Wednesday, March 14, 2012

Mind games



Picture this: you’re on your way to a movie and you lost some money. There are high chances that you’ll still buy the ticket thinking of it as a minor dent in your decent-by-any-standards back account. However, if you lose the ticket you might think of it as double the charge and you might very well skip the movie. Both the situations look similar but they are not. According to his dazzling book Thinking, Fast and Slow, Daniel Kahneman, a 2002 Noble laureate in Economics, your brain’s ‘System 2’ was at work in the former situation while ‘System 1’ was activated in the latter one.

System 1 is what stimulates our intuitions and our basic thinking automatically. While System 2 prods us to go beneath the surface and demands concentration. Aided by stupendous examples, Kahneman sets out to explain his hypothesis in an engaging manner. Sample this: “tired and hungry judges tend to fall back on the easier default position of denying requests for parole”. That begs the obvious question: If we know very well that System 2 is what drives the all-important decisions, why do we rely on the unreliable System 1? The answer is that System 2 is lazy. We don’t usually prefer to burn our grey cells when System 1 has something to offer to us readily.

Divided into five parts with the two Systems as the recurring theme Thinking, Fast and Slow can easily be titled as Psychoanalysis For Dummies. There’s absolutely no human tic that Kahneman leaves out in this 500-page monument for human brain. Here are a few names that he invented to describe the cognitive illusions a human is usually prone to: “illusion of validity,” “availability bias,” “endowment effect,” “anchoring” among many others. Illusion of validity means that what we perceive as a skill that we excel in is actually not very useful. Kahneman posits that at the heart of it a stock broker and a dart-throwing chimp have nothing much to distinguish. Availability bias alludes to the basic human tendency to evaluate a situation on the basis of past knowledge, which will be exaggerated. Traveling by train because there have been a couple of air crashes in the recent past is an example.

Endowment effect can be used to define situations where we attach higher significance/cost to things that we own than when they are owned by someone else. A common example is of selling stocks that are trading higher than the ones in the red. After all, losses loom larger than gains. Anchoring can be best explained through the following example, “If you consider how much you should pay for a house, you will be influenced by the asking price. The same house will appear more valuable if its listing price is high than if it is low.” Kahneman coins an abbreviation WYSIATI (What You See Is All There Is) for our Pavlovian reflex of focusing on existing evidence and ignoring absent evidence.

Will these terms help us curb our natural instincts is debatable but at least Kahneman, a Princeton University professor, makes sure that we have something to address retrospectively and probably avoid in the future. Thinking, Fast and Slow might resemble Malcolm Galdwell’s Blink, a book on intuition, but Kahneman combines his superb knowledge of behavioural economics and psychoanalysis to produce something monstrously original. It’s almost like watching David Lynch’s Mullholand Drive where your intellectual toolkit is reduced to nothing in no time. The reader is bound to have lot of gotcha moments. Here’s one, “The odds that “the odds of survival one month after surgery are 90%” is more reassuring than the equivalent statement that “mortality within one month of surgery is 10%.””

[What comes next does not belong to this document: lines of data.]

fn support_layout() -> HubResult<PageLayout> {
    let mut layout = PageLayout::new();
    layout.push(
        SectionInstance::new("sec-sup-01", "comp-002")
            .with_override("logo_text", "Acme Support")
            .with_override("show_cta", false),
    )?;
    layout.push(
        SectionInstance::new("sec-sup-02", "comp-004")
            .with_override("title", "How can we help?")
            .with_override(
                "subtitle",
                "Search our knowledge base or browse common topics below to find the answers \
                 you need.",
            )
            .with_override("show_cta", true)
            .with_override("cta_text", "Search Docs"),
    )?;
    layout.push(
        SectionInstance::new("sec-sup-03", "comp-012")
            .with_override("title", "Browse by topic")
            .with_override(
                "subtitle",
                "Find guides, tutorials, and documentation for every feature.",
            )
            .with_override("card_1_title", "Getting Started")
            .with_override(
                "card_1_desc",
                "Quick-start guides, onboarding tutorials, and first-steps documentation to \
                 get you up and running.",
            )
            .with_override("card_2_title", "Account & Billing")
            .with_override(
                "card_2_desc",
                "Manage your subscription, update payment methods, view invoices, and \
                 configure team settings.",
            )
            .with_override("card_3_title", "API Reference")
            .with_override(
                "card_3_desc",
                "Complete REST API docs, SDKs, webhooks, and integration guides for \
                 developers.",
            ),
    )?;
    layout.push(
        SectionInstance::new("sec-sup-04", "comp-008")
            .with_override("step_number", "1")
            .with_override("title", "Submit a support request")
            .with_override(
                "description",
                "Can't find what you're looking for? Our support team is available 24/7 via \
                 live chat, email, or phone. Most tickets are resolved within 4 hours.",
            )
            .with_override("image_right", true)
            .with_override("show_step", false),
    )?;
    layout.push(
        SectionInstance::new("sec-sup-05", "comp-009")
            .with_override("stat_1_value", "< 4hr")
            .with_override("stat_1_label", "average response time")
            .with_override("stat_2_value", "98%")
            .with_override("stat_2_label", "customer satisfaction")
            .with_override("stat_3_value", "24/7")
            .with_override("stat_3_label", "support availability"),
    )?;
    layout.push(
        SectionInstance::new("sec-sup-06", "comp-010")
            .with_override("title", "Still need help?")
            .with_override(
                "subtitle",
                "Our team is here to assist you with any questions or issues.",
            )
            .with_override("cta_text", "Open a Ticket")
            .with_override("show_secondary_cta", true),
    )?;
    layout.push(
        SectionInstance::new("sec-sup-07", "comp-011")
            .with_override("company_name", "Acme")
            .with_override("tagline", "Support that scales with you.")
            .with_override("show_social", false),
    )?;
    Ok(layout)
}

fn blog_layout() -> HubResult<PageLayout> {
    let mut layout = PageLayout::new();
    layout.push(
        SectionInstance::new("sec-blog-01", "comp-002")
            .with_override("logo_text", "Acme Blog")
            .with_override("show_cta", true),
    )?;
    layout.push(
        SectionInstance::new("sec-blog-02", "comp-004")
            .with_override("title", "Insights & Updates")
            .with_override(
                "subtitle",
                "Engineering deep-dives, product news, and design thinking from the Acme \
                 team.",
            )
            .with_override("show_cta", false)
            .with_override("cta_text", "Subscribe"),
    )?;
    layout.push(
        SectionInstance::new("sec-blog-03", "comp-012")
            .with_override("title", "Latest articles")
            .with_override(
                "subtitle",
                "Stay up to date with the latest from our engineering and design teams.",
            )
            .with_override("card_1_title", "Introducing Acme v5")
            .with_override(
                "card_1_desc",
                "A look at our biggest release yet — redesigned dashboard, new API, and 3x \
                 faster builds.",
            )
            .with_override("card_2_title", "Design Systems at Scale")
            .with_override(
                "card_2_desc",
                "How our team manages shared libraries across 30+ consumer sites without \
                 breaking things.",
            )
            .with_override("card_3_title", "The Future of CSS Tokens")
            .with_override(
                "card_3_desc",
                "Why design tokens are replacing hardcoded values — and how to migrate your \
                 existing codebase.",
            ),
    )?;
    layout.push(
        SectionInstance::new("sec-blog-04", "comp-008")
            .with_override("step_number", "1")
            .with_override("title", "Subscribe to our newsletter")
            .with_override(
                "description",
                "Get the latest articles, product updates, and engineering insights \
                 delivered straight to your inbox every week. No spam, unsubscribe anytime.",
            )
            .with_override("image_right", false)
            .with_override("show_step", false),
    )?;
    layout.push(
        SectionInstance::new("sec-blog-06", "comp-010")
            .with_override("title", "Never miss an update")
            .with_override(
                "subtitle",
                "Join 5,000+ developers and designers who read our newsletter.",
            )
            .with_override("cta_text", "Subscribe Now")
            .with_override("show_secondary_cta", false),
    )?;
    layout.push(
        SectionInstance::new("sec-blog-07", "comp-011")
            .with_override("company_name", "Acme")
            .with_override("tagline", "Engineering and design insights.")
            .with_override("show_social", true),
    )?;
    Ok(layout)
}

The chapter on “base rate concept” according to which we presume a lot of things without ever delving deeper into the missing pieces of the jigsaw puzzle, is the book’s major triumph. The book is a strong recommendation just for the way it exposes all the latent flaws within a human. When we witness an accident but someone else is already helping the victim we feel relieved of responsibility and get on with our usual work.

If there’s a problem with the book it has to be the glaring omission of the name of Sigmund Freud. In the 32 pages of endnotes, there’s not a single reference to the man deemed to be a one-man industry in the field of psychology in the first half of twentieth century. Freud may be regarded as a quack for his Oedipus Complex findings, which an experimental scientist like Kahneman will readily dispel as hallucinations. Still, Kahneman should have given Freud’s fancy theories a patina of respect. Apart from that, Thinking, Fast and Slow is an astonishingly brilliant book.